■ ACTION ITEM ■
Pull every "pairs" line out of the data below.

■ INFORMATION SUPPLIED ■
use axum::{
    extract::{
        rejection::{JsonRejection, QueryRejection},
        Path, Query, State,
    },
    Extension, Json,
};
use serde::{Deserialize, Deserializer};
use serde_json::{json, Value};
use tracing::info;

use crate::database::models::{MessageStatus, MessageUpdate};
use crate::error::{ApiError, ApiResult, StorageContext};
use crate::handlers::{bad_body, parse_id};
use crate::middleware::{ApiSuccess, AuthUser};
use crate::services::{ListingStats, MessageListQuery, MessageListing, MessageStats, StatsWindows};
use crate::state::AppState;

const INVALID_ID: &str = "Invalid message ID";

fn message_id(raw: &str) -> Result<i64, ApiError> {
    parse_id(raw).ok_or_else(|| ApiError::bad_request(INVALID_ID))
}

/// GET /api/messages - paginated, filtered listing with summary counters
pub async fn list(
    State(state): State<AppState>,
    query: Result<Query<Vec<(String, String)>>, QueryRejection>,
) -> ApiResult<ApiSuccess<Value>> {
    let pairs = query.map(|Query(pairs)| pairs).unwrap_or_default();
    let query = MessageListQuery::from_pairs(pairs);
    let listing = MessageListing::from_query(&query, &state.config.query);
    let windows = StatsWindows::now();
    let repo = state.messages();

    let (page, stats) = tokio::try_join!(
        listing.fetch(&repo),
        MessageStats::fetch(state.db.pool(), &windows)
    )
    .or_storage("Failed to fetch messages")?;

    Ok(ApiSuccess::ok(json!({
        "messages": page.rows,
        "pagination": page.pagination,
        "stats": ListingStats::from(stats),
    })))
}

/// GET /api/messages/:id - message detail; marks unread messages as read
pub async fn show(
    State(state): State<AppState>,
    Path(id): Path<String>,
) -> ApiResult<ApiSuccess<Value>> {
    let id = message_id(&id)?;
    let message = state
        .messages()
        .view(id)
        .await
        .or_storage("Failed to fetch message")?;
    Ok(ApiSuccess::ok(json!({ "message": message })))
}

/// Body of `PUT /api/messages/:id`. `admin_notes` distinguishes absent from
/// an explicit `null`.
#[derive(Debug, Default, Deserialize)]
pub struct UpdateMessageRequest {
    #[serde(default)]
    pub status: Option<String>,
    #[serde(default, deserialize_with = "deserialize_some")]
    pub admin_notes: Option<Option<String>>,
}

fn deserialize_some<'de, D, T>(deserializer: D) -> Result<Option<T>, D::Error>
where
    D: Deserializer<'de>,
    T: Deserialize<'de>,
{
    T::deserialize(deserializer).map(Some)
}

impl UpdateMessageRequest {
    pub fn into_update(self) -> Result<MessageUpdate, ApiError> {
        let status = match self.status.as_deref().map(str::trim) {
            None | Some("") => None,
            Some(raw) => Some(
                raw.parse::<MessageStatus>()
                    .map_err(|_| ApiError::bad_request("Invalid status value"))?,
            ),
        };

        let update = MessageUpdate {
            status,
            admin_notes: self.admin_notes,
        };
        if update.is_empty() {
            return Err(ApiError::bad_request("No data to update"));
        }
        Ok(update)
    }
}

/// PUT /api/messages/:id - change status and/or admin notes
pub async fn update(
    State(state): State<AppState>,
    Extension(admin): Extension<AuthUser>,
    Path(id): Path<String>,
    payload: Result<Json<UpdateMessageRequest>, JsonRejection>,
) -> ApiResult<ApiSuccess<Value>> {
    let id = message_id(&id)?;
    let Json(request) = payload.map_err(|rejection| bad_body(rejection, "Invalid request body"))?;
    let update = request.into_update()?;

    let message = state
        .messages()
        .update_admin(id, &update)
        .await
        .or_storage("Failed to update message")?;

    info!("Message {} updated by {} (status={})", id, admin.username, message.status);

    Ok(ApiSuccess::ok(json!({
        "message": "Message updated successfully",
        "data": message,
    })))
}

/// DELETE /api/messages/:id
pub async fn delete(
    State(state): State<AppState>,
    Extension(admin): Extension<AuthUser>,
    Path(id): Path<String>,
) -> ApiResult<ApiSuccess<Value>> {
    let id = message_id(&id)?;
    state
        .messages()
        .delete_404(id)
        .await
        .or_storage("Failed to delete message")?;

    info!("Message {} deleted by {}", id, admin.username);
    Ok(ApiSuccess::ok(json!({ "message": "Message deleted successfully" })))
}

/// GET /api/messages/stats/summary
pub async fn stats_summary(State(state): State<AppState>) -> ApiResult<ApiSuccess<Value>> {
    let stats = MessageStats::fetch(state.db.pool(), &StatsWindows::now())
        .await
        .or_storage("Failed to fetch statistics")?;
    Ok(ApiSuccess::ok(json!({ "stats": stats })))
}

/// GET /api/messages/count/unread
pub async fn unread_count(State(state): State<AppState>) -> ApiResult<ApiSuccess<Value>> {
    let count = state
        .messages()
        .unread_count()
        .await
        .or_storage("Failed to count unread messages")?;
    Ok(ApiSuccess::ok(json!({ "count": count })))
}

■ ANSWER SPACE ■
    let pairs = query.map(|Query(pairs)| pairs).unwrap_or_default();
    let query = MessageListQuery::from_pairs(pairs);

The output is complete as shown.